La portada del libro francés "Le Petit Théâtre de Guignol", de 1874, muestra un típico "títere de cachiporra" de la época, categoría a la que pertenecía don Cristóbal.

Función de los títeres Punch and Judy, equivalentes ingleses de Cristóbal y Mamá Laucha, en las calles de Londres durante la época victoriana. Caricatura histórica publicada en el sitio Titeresante.es.

Caricatura "A diestro y siniestro", en donde se ve al títere Don Cristóbal armado con su cachiporra y todo un teatro de muñecos con caras de políticos de la época, en el primer ejemplar del periódico satírico llamado también "Don Cristóbal", del 1 de abril de 1890.

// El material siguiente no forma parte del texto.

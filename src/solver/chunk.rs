/*
 * SPDX-FileCopyrightText: 2025 Tommaso Fontana
 * SPDX-FileCopyrightText: 2025 Sebastiano Vigna
 *
 * SPDX-License-Identifier: Apache-2.0 OR LGPL-2.1-or-later
 */

//! The piecewise-linear DFEM transport kernel.
//!
//! For every cell of the SPLS, every angle of the set and every group of
//! the subset, the chunk assembles the upwind cell system
//!
//! ```text
//!   A = Ω·G + σ_t M + Σ_{incoming f} |μ_f| M_surf[f]
//!   b = M·q + Σ_{incoming f} |μ_f| M_surf[f]·ψ_upwind
//! ```
//!
//! solves it by dense Gaussian elimination, runs the pre-bound flux-update
//! kernels (scalar-flux accumulation, optional angular-flux capture) and
//! pushes the outgoing face traces into the FLUDS or the boundary.

use super::CrossSections;
use crate::fe::PwlDiscretization;
use crate::math::{dot, gauss_elimination};
use crate::mesh::GridView;
use crate::quadrature::AngularQuadrature;
use crate::sweep::chunk::{SweepChunk, SweepSlice};
use crate::sweep::fluds::FaceRole;
use crate::sweep::spds::FaceOrientation;
use anyhow::{Context, Result};

/// Context handed to every flux-update kernel after a cell-angle solve.
pub struct FluxUpdateContext<'c> {
    pub cell_local_id: u32,
    pub node_base: usize,
    pub num_nodes: usize,
    /// Global direction index.
    pub direction: usize,
    pub weight: f64,
    pub gs_ss_begin: usize,
    /// Solved nodal ψ per subset group.
    pub psi_cell: &'c [Vec<f64>],
}

/// A pre-bound flux-update phase.
pub type FluxUpdateKernel = fn(&mut DfemSweepChunk<'_>, &FluxUpdateContext<'_>);

fn update_scalar_flux(chunk: &mut DfemSweepChunk<'_>, ctx: &FluxUpdateContext<'_>) {
    for (gsg, psi_nodes) in ctx.psi_cell.iter().enumerate() {
        let g = ctx.gs_ss_begin + gsg;
        for (node, &psi) in psi_nodes.iter().enumerate() {
            chunk.phi[(ctx.node_base + node) * chunk.num_groups + g] += ctx.weight * psi;
        }
    }
}

fn save_angular_flux(chunk: &mut DfemSweepChunk<'_>, ctx: &FluxUpdateContext<'_>) {
    let num_angles = chunk.quadrature.num_angles();
    let psi_store = chunk.psi.as_deref_mut().expect("angular flux capture without storage");
    for (gsg, psi_nodes) in ctx.psi_cell.iter().enumerate() {
        let g = ctx.gs_ss_begin + gsg;
        for (node, &psi) in psi_nodes.iter().enumerate() {
            let addr =
                ((ctx.node_base + node) * num_angles + ctx.direction) * chunk.num_groups + g;
            psi_store[addr] = psi;
        }
    }
}

/// The production sweep chunk. Borrows everything for the duration of one
/// sweep; re-entrant per angle-set, no state survives a call.
pub struct DfemSweepChunk<'a> {
    pub grid: &'a GridView,
    pub pwl: &'a PwlDiscretization,
    pub materials: &'a [CrossSections],
    pub quadrature: &'a AngularQuadrature,
    /// Per-dof isotropic angular source, `(node dof) × group` layout.
    pub q_moments: &'a [f64],
    /// Scalar-flux accumulator, `(node dof) × group` layout.
    pub phi: &'a mut [f64],
    /// Optional angular-flux capture, `(node dof) × angle × group` layout.
    pub psi: Option<&'a mut [f64]>,
    /// Global group count (the φ stride).
    pub num_groups: usize,
    /// Whether fixed surface sources (incident boundaries) feed this sweep.
    /// Krylov operator applications must suppress them so the swept
    /// operator stays linear; reflecting boundaries remain active either
    /// way since they couple unknowns.
    pub surface_source_active: bool,
    flux_kernels: Vec<FluxUpdateKernel>,
}

impl<'a> DfemSweepChunk<'a> {
    #[allow(clippy::too_many_arguments)]
    pub fn new(
        grid: &'a GridView,
        pwl: &'a PwlDiscretization,
        materials: &'a [CrossSections],
        quadrature: &'a AngularQuadrature,
        q_moments: &'a [f64],
        phi: &'a mut [f64],
        psi: Option<&'a mut [f64]>,
        num_groups: usize,
        surface_source_active: bool,
    ) -> Self {
        // Pre-bind the flux-update phases so the inner loop dispatches
        // through a flat list instead of branching.
        let mut flux_kernels: Vec<FluxUpdateKernel> = vec![update_scalar_flux];
        if psi.is_some() {
            flux_kernels.push(save_angular_flux);
        }
        DfemSweepChunk {
            grid,
            pwl,
            materials,
            quadrature,
            q_moments,
            phi,
            psi,
            num_groups,
            surface_source_active,
            flux_kernels,
        }
    }
}

impl SweepChunk for DfemSweepChunk<'_> {
    fn sweep(&mut self, slice: SweepSlice<'_>) -> Result<()> {
        let SweepSlice {
            spds,
            fluds,
            angles,
            gs_ss_begin,
            boundaries,
            ..
        } = slice;
        let gs_ss_size = fluds.num_groups();
        let flux_kernels = self.flux_kernels.clone();
        // Detach the shared references from `self` so the flux-update
        // kernels can borrow `self` mutably mid-cell.
        let (grid, pwl, materials, quadrature, q_moments, num_groups, surface_source_active) = (
            self.grid,
            self.pwl,
            self.materials,
            self.quadrature,
            self.q_moments,
            self.num_groups,
            self.surface_source_active,
        );

        for &cell_lid in &spds.spls {
            let cell = &grid.local_cells[cell_lid as usize];
            let mapping = &pwl.mappings[cell_lid as usize];
            let ucm = &pwl.unit_matrices[cell_lid as usize];
            let num_nodes = mapping.num_nodes();
            let node_base = pwl.node_base[cell_lid as usize];
            let xs = materials
                .get(cell.material_id as usize)
                .with_context(|| format!("no cross sections for material {}", cell.material_id))?;
            let orientations = &spds.cell_face_orientations[cell_lid as usize];

            for (as_idx, &direction) in angles.iter().enumerate() {
                let omega = quadrature.omega(direction);
                let weight = quadrature.weight(direction);

                // Directional gradient and incoming-surface operators are
                // group independent.
                let mut a_dir = vec![vec![0.0; num_nodes]; num_nodes];
                for i in 0..num_nodes {
                    for j in 0..num_nodes {
                        a_dir[i][j] = dot(
                            omega,
                            [
                                ucm.intv_gradshape_shape[0][i][j],
                                ucm.intv_gradshape_shape[1][i][j],
                                ucm.intv_gradshape_shape[2][i][j],
                            ],
                        );
                    }
                }

                // Surface integrals over incoming faces: stiffen A and
                // collect the upwind contribution to b per group.
                let mut b_in = vec![vec![0.0; num_nodes]; gs_ss_size];
                for (f, face) in cell.faces.iter().enumerate() {
                    if orientations[f] != FaceOrientation::Incoming {
                        continue;
                    }
                    let mu_mag = dot(omega, face.normal).abs();
                    let face_nodes = &mapping.face_node_mapping[f];
                    let m_surf = &ucm.ints_shape_shape[f];
                    for &i in face_nodes {
                        for &j in face_nodes {
                            a_dir[i][j] += mu_mag * m_surf[i][j];
                        }
                    }
                    let role = fluds.template.role(cell_lid, f).clone();
                    for gsg in 0..gs_ss_size {
                        let g = gs_ss_begin + gsg;
                        for (node_pos, &j) in face_nodes.iter().enumerate() {
                            let psi_upwind = match &role {
                                FaceRole::Boundary { boundary_id } => boundaries
                                    .get(boundary_id)
                                    .filter(|b| {
                                        surface_source_active || !b.is_fixed_surface_source()
                                    })
                                    .map(|b| {
                                        b.psi_incoming(direction, cell_lid, f, node_pos, g)
                                    })
                                    .unwrap_or(0.0),
                                incoming => fluds.upwind_psi(incoming, as_idx, gsg, node_pos),
                            };
                            for &i in face_nodes {
                                b_in[gsg][i] += mu_mag * m_surf[i][j] * psi_upwind;
                            }
                        }
                    }
                }

                // Per-group assembly and dense solve.
                let mut psi_cell: Vec<Vec<f64>> = Vec::with_capacity(gs_ss_size);
                for gsg in 0..gs_ss_size {
                    let g = gs_ss_begin + gsg;
                    let sigma_tg = xs.sigma_t[g];
                    let mut a = a_dir.clone();
                    let mut b = b_in[gsg].clone();
                    for i in 0..num_nodes {
                        for j in 0..num_nodes {
                            a[i][j] += sigma_tg * ucm.intv_shape_shape[i][j];
                            b[i] += ucm.intv_shape_shape[i][j]
                                * q_moments[(node_base + j) * num_groups + g];
                        }
                    }
                    gauss_elimination(&mut a, &mut b)
                        .with_context(|| format!("cell {} group {g}", cell.global_id))?;
                    psi_cell.push(b);
                }

                let ctx = FluxUpdateContext {
                    cell_local_id: cell_lid,
                    node_base,
                    num_nodes,
                    direction,
                    weight,
                    gs_ss_begin,
                    psi_cell: &psi_cell,
                };
                for kernel in &flux_kernels {
                    kernel(self, &ctx);
                }

                // Outgoing surface operations: push face traces downstream.
                for f in 0..cell.faces.len() {
                    if orientations[f] != FaceOrientation::Outgoing {
                        continue;
                    }
                    let face_nodes = &mapping.face_node_mapping[f];
                    let role = fluds.template.role(cell_lid, f).clone();
                    match &role {
                        FaceRole::Boundary { boundary_id } => {
                            if let Some(boundary) = boundaries.get_mut(boundary_id) {
                                if boundary.is_reflecting() {
                                    for gsg in 0..gs_ss_size {
                                        let g = gs_ss_begin + gsg;
                                        for (node_pos, &j) in face_nodes.iter().enumerate() {
                                            boundary.set_outgoing(
                                                direction,
                                                cell_lid,
                                                f,
                                                node_pos,
                                                g,
                                                psi_cell[gsg][j],
                                            );
                                        }
                                    }
                                }
                            }
                        }
                        outgoing => {
                            for gsg in 0..gs_ss_size {
                                for (node_pos, &j) in face_nodes.iter().enumerate() {
                                    fluds.write_outgoing(
                                        outgoing,
                                        as_idx,
                                        gsg,
                                        node_pos,
                                        psi_cell[gsg][j],
                                    );
                                }
                            }
                        }
                    }
                }
            }
        }
        Ok(())
    }
}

En esos años, se hacía costumbre ir a las funciones de don Samuel Tapia, Ño Tapia para sus espectadores. Entre sus títeres destacaban Don Cristóbal, Mamá Laucha, Don Canuto de la Porra y el Negro, tan populares que llenaron de fama al maestro y lo convirtieron en atracción necesaria. Don Cristóbal seguía siendo el más conocido y divertido muñeco, a la sazón, gracias a él y a otros titiriteros.

Empero, no bien estalló la Guerra del Pacífico, en 1879, Tapia partió a ofrecer entretención a los soldados con su set de personajes. Muchos colegas, de hecho, fueron contratados para el mismo propósito y después comenzaron a llegar voluntariamente a brindar diversión con títeres “de palo”, una valiosa distracción para la soldadesca en los teatros estériles y agrestes de la guerra. Habría sido el propio ministro de guerra, don Rafael Sotomayor, quien buscó reclutar espectáculos de circo, música y títeres para la entretención y la moral de las fuerzas chilenas.

La actividad de los muñecos en escena, sin embargo, no provino sólo de los maestros titiriteros, sino también de la improvisación entre los propios soldados en algunos casos, como se desprende de palabras de Vicuña Mackenna al escribir que hubo muñecos fabricados por ellos mismos y que estuvieron presentes entre los pasatiempos principales de los campamentos. Y Herskovits Álvarez agrega sobre estas distracciones, de las pocas al alcance de los chilenos en el frente:

Se comentaba que en una marcha forzada, los soldados preferían abandonar las frazadas que los protegían de las bajas temperaturas nocturnas del desierto, antes que dejar a los muñecos. Aunque no eran muy diestros para la confección de los títeres, para “emperejilarlos”, recurrían al buen gusto y delicadeza artística de las “cantineras”, -mujeres que acompañaban a las tropas como enfermeras, para prepararles “el rancho” y otras labores domésticas- las que con mucho gusto y gracias, les adornaban “los monos” para presentarlos al “respetable público”.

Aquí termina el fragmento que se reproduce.